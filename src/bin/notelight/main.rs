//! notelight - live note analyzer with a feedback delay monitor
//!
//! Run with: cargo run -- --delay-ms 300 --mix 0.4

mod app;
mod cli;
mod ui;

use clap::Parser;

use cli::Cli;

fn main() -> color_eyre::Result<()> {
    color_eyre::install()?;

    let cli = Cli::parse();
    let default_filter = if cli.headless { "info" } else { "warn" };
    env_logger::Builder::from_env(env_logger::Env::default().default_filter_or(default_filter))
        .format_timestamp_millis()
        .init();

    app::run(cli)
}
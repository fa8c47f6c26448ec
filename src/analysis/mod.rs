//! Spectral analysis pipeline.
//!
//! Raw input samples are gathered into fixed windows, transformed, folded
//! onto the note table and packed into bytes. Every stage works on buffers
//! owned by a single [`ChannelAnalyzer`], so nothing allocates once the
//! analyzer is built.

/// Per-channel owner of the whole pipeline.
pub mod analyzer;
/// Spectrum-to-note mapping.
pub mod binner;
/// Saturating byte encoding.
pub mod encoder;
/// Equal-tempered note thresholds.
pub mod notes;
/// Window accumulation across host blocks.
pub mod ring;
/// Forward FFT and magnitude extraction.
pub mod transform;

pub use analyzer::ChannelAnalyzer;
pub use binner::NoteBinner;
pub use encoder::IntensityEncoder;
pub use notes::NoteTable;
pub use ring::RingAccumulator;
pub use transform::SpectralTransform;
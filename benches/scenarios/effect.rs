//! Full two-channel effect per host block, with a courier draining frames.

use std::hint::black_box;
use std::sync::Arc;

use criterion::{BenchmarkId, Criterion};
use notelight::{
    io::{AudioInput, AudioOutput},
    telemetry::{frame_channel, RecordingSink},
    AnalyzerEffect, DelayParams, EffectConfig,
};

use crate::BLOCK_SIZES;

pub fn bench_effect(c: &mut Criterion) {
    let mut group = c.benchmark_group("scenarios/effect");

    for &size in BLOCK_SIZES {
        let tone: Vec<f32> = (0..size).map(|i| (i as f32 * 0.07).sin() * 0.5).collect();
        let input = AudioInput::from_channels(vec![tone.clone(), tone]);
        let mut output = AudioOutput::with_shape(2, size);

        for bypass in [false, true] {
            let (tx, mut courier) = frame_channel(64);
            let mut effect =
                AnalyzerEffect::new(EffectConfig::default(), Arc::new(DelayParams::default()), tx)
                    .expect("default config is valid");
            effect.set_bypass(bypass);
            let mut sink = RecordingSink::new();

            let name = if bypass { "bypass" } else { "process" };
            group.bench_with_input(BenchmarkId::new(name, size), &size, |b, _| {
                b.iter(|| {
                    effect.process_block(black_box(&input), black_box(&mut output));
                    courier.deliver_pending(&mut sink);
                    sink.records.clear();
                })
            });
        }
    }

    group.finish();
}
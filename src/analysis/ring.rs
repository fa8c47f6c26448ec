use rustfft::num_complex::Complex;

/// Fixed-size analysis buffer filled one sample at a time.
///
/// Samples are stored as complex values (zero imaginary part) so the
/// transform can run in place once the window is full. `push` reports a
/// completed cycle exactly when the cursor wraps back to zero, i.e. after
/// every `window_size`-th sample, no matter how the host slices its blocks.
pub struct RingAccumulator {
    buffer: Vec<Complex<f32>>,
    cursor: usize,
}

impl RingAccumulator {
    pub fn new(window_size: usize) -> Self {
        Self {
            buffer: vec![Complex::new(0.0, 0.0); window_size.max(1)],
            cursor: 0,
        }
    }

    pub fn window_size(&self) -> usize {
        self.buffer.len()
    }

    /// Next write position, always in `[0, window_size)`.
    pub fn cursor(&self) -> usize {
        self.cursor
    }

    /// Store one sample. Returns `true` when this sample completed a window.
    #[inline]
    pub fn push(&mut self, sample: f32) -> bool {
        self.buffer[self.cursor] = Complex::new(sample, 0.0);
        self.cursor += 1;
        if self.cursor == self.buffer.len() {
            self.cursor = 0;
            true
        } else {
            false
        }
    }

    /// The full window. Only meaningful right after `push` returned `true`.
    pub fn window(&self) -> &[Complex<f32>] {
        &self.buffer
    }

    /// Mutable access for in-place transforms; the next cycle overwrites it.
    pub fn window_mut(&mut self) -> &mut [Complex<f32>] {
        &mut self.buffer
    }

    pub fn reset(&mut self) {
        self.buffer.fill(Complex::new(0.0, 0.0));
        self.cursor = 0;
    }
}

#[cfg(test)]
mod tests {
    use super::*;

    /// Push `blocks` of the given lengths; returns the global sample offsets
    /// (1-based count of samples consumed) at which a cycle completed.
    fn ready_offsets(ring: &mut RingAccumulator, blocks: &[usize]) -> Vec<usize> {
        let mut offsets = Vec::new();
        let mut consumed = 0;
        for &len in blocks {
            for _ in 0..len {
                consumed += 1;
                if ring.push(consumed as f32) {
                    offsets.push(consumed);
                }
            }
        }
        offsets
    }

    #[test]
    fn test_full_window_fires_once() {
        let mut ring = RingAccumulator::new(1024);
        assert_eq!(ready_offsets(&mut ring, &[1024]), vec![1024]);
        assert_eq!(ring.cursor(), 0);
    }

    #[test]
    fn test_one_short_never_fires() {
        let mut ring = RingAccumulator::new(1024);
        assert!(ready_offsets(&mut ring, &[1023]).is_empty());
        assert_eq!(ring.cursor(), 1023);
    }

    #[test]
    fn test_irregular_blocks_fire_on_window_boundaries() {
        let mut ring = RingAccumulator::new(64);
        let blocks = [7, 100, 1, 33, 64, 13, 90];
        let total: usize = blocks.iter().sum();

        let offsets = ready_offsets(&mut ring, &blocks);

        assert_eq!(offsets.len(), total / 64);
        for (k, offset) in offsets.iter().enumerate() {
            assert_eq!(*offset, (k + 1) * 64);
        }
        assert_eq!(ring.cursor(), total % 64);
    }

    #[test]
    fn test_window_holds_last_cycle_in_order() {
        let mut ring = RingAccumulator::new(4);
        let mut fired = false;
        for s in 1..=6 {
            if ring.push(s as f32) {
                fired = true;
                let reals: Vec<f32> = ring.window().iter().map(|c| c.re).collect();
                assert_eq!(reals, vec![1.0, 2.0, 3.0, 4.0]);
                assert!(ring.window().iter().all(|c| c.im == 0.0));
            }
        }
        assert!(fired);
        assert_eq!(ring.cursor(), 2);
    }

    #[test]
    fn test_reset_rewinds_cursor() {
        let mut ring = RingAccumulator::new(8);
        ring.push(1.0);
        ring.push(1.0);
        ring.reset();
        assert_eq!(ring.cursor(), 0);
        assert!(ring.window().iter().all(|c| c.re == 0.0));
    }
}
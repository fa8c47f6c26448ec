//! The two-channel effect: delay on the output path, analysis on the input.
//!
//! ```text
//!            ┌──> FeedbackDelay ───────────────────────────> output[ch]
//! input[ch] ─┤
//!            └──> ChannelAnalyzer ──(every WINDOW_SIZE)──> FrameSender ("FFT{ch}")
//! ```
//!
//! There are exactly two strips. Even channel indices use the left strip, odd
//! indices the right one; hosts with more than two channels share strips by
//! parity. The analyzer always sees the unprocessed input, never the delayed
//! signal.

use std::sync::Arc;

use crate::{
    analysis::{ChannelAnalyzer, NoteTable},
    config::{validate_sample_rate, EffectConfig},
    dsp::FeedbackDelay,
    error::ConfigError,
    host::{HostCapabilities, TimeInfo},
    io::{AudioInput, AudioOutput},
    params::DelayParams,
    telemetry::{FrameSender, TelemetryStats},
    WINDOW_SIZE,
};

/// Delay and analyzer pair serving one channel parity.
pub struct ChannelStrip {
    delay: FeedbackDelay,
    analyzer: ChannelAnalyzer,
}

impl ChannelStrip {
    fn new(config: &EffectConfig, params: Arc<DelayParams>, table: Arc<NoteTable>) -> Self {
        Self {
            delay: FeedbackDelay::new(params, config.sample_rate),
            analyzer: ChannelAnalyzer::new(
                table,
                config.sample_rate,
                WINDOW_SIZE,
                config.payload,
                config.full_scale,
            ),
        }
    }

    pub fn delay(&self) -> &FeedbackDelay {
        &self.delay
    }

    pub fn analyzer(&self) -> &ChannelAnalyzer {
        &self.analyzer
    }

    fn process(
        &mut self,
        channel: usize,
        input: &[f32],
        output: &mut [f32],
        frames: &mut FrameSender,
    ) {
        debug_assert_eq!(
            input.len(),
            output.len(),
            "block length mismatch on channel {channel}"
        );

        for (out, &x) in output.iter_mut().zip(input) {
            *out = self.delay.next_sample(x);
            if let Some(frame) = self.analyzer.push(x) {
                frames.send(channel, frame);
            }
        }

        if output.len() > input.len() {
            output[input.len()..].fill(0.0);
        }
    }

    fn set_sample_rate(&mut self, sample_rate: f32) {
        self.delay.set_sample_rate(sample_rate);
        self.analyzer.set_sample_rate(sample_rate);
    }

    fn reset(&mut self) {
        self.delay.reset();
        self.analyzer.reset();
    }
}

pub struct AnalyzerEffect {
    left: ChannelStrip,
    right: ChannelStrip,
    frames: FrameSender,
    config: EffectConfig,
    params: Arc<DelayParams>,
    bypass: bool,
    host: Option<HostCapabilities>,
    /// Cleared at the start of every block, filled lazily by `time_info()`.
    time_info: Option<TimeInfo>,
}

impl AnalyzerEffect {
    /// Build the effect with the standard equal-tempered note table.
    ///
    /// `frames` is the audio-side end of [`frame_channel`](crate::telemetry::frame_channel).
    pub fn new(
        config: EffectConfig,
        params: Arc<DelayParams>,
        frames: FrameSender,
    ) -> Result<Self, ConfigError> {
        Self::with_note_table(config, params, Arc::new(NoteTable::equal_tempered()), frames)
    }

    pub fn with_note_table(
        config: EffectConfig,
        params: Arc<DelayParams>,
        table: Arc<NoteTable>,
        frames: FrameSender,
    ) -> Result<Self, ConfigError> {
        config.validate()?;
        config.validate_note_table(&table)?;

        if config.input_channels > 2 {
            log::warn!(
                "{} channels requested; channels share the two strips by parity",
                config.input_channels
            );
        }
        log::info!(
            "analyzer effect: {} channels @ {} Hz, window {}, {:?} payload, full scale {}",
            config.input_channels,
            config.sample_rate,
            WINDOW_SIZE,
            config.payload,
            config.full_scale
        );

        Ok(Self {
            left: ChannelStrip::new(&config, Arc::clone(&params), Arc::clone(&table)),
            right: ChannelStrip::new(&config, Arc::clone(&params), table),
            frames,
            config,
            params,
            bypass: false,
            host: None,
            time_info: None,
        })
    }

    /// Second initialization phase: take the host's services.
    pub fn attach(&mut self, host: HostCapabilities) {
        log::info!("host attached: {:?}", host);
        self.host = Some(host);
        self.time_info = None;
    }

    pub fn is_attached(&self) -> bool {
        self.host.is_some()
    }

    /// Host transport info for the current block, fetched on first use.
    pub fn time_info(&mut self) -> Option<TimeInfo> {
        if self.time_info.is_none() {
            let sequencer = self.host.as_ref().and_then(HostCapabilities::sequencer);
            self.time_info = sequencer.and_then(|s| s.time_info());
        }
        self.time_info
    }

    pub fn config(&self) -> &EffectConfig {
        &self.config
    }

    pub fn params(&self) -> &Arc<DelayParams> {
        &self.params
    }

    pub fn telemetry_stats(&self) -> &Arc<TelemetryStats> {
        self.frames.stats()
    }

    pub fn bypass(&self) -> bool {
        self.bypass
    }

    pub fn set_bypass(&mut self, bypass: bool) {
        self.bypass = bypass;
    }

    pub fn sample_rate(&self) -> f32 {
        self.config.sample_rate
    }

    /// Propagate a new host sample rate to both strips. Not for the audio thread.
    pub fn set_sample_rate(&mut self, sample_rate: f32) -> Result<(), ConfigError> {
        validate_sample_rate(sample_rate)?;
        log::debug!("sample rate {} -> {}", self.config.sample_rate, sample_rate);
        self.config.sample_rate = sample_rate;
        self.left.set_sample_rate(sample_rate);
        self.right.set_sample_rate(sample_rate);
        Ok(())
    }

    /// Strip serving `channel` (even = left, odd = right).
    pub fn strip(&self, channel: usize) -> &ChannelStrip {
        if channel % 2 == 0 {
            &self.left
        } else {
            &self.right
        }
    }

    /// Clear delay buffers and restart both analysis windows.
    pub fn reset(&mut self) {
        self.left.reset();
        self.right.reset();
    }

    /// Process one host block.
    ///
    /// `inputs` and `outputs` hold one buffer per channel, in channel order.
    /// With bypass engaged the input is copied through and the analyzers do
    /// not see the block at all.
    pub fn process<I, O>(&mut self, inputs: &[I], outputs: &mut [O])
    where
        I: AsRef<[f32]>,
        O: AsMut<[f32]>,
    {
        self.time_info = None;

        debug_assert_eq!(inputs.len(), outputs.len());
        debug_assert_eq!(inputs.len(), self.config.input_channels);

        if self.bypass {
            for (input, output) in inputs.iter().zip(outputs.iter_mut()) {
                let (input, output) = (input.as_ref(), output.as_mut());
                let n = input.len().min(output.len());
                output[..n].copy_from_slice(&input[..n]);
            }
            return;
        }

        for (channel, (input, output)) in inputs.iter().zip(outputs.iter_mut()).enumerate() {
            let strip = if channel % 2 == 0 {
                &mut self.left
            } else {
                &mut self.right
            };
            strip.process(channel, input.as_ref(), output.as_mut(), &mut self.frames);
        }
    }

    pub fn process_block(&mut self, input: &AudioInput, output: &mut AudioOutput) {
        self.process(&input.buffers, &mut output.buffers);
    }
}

* * *

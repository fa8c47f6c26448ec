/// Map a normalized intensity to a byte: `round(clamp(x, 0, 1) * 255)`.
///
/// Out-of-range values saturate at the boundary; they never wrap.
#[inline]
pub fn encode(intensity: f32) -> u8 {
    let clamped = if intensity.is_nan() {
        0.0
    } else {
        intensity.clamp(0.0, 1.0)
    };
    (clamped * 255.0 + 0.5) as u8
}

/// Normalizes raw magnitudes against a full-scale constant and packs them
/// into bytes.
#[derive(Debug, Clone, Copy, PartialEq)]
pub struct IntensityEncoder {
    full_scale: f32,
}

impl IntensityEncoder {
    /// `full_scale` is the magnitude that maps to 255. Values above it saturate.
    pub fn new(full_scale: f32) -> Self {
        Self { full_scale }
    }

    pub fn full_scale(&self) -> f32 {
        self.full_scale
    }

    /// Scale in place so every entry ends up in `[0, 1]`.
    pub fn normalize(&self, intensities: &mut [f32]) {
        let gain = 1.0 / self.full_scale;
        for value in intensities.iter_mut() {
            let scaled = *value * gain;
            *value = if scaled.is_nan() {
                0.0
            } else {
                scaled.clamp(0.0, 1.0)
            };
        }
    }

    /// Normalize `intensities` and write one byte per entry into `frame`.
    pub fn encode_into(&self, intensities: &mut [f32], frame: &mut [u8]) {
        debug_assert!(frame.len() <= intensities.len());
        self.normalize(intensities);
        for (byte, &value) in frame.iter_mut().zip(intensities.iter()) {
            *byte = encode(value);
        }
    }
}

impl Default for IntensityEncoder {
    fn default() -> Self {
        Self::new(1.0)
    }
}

--

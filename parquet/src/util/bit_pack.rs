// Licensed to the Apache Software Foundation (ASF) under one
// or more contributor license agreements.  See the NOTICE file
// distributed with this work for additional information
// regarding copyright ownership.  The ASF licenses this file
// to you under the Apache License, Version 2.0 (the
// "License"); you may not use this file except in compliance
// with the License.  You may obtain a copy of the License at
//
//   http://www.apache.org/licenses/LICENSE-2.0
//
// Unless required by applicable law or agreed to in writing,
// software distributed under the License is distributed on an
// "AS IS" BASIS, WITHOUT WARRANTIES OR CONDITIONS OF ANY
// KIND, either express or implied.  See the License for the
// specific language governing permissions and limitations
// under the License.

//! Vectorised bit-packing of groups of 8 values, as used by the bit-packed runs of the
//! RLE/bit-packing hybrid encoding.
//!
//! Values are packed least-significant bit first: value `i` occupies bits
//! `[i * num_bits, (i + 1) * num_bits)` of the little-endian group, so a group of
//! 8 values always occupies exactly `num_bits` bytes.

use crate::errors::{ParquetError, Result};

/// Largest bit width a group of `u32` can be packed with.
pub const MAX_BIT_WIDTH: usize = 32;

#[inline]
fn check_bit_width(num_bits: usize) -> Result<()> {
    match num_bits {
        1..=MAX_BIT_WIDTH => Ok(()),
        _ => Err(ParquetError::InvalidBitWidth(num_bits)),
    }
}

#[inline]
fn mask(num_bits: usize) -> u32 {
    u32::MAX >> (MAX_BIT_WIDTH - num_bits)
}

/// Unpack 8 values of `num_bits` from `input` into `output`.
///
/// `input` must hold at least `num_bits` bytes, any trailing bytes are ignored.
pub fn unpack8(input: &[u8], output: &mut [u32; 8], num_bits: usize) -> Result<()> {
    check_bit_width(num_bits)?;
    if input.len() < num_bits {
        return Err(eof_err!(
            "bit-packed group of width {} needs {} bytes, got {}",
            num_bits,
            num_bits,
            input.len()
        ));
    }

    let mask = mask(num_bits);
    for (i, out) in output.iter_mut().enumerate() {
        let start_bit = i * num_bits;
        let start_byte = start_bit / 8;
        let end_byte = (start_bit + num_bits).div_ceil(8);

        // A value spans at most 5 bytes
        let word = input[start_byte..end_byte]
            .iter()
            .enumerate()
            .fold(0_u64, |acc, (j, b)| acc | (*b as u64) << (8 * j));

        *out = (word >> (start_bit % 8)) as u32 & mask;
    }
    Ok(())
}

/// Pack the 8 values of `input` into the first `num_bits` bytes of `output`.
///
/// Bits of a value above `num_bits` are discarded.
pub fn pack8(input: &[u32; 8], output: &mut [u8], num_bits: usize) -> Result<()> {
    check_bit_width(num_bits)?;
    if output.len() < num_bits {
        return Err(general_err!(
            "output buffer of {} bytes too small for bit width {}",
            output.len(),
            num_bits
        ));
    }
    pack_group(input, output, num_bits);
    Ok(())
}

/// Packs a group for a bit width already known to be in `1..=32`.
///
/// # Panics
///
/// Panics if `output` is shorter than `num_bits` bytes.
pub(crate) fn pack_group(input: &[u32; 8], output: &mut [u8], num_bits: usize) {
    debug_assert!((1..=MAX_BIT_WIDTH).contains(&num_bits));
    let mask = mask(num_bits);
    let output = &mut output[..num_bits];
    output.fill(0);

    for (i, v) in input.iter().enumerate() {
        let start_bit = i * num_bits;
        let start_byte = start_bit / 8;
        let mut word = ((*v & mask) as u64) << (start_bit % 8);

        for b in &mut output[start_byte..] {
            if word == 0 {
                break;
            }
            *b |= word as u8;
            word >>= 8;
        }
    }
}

■ What you have to do ■
Show the lines from the data above that contain the string "windows".

■ Solution to this task ■
//! Raw input samples are gathered into fixed windows, transformed, folded
    /// Clear delay buffers and restart both analysis windows.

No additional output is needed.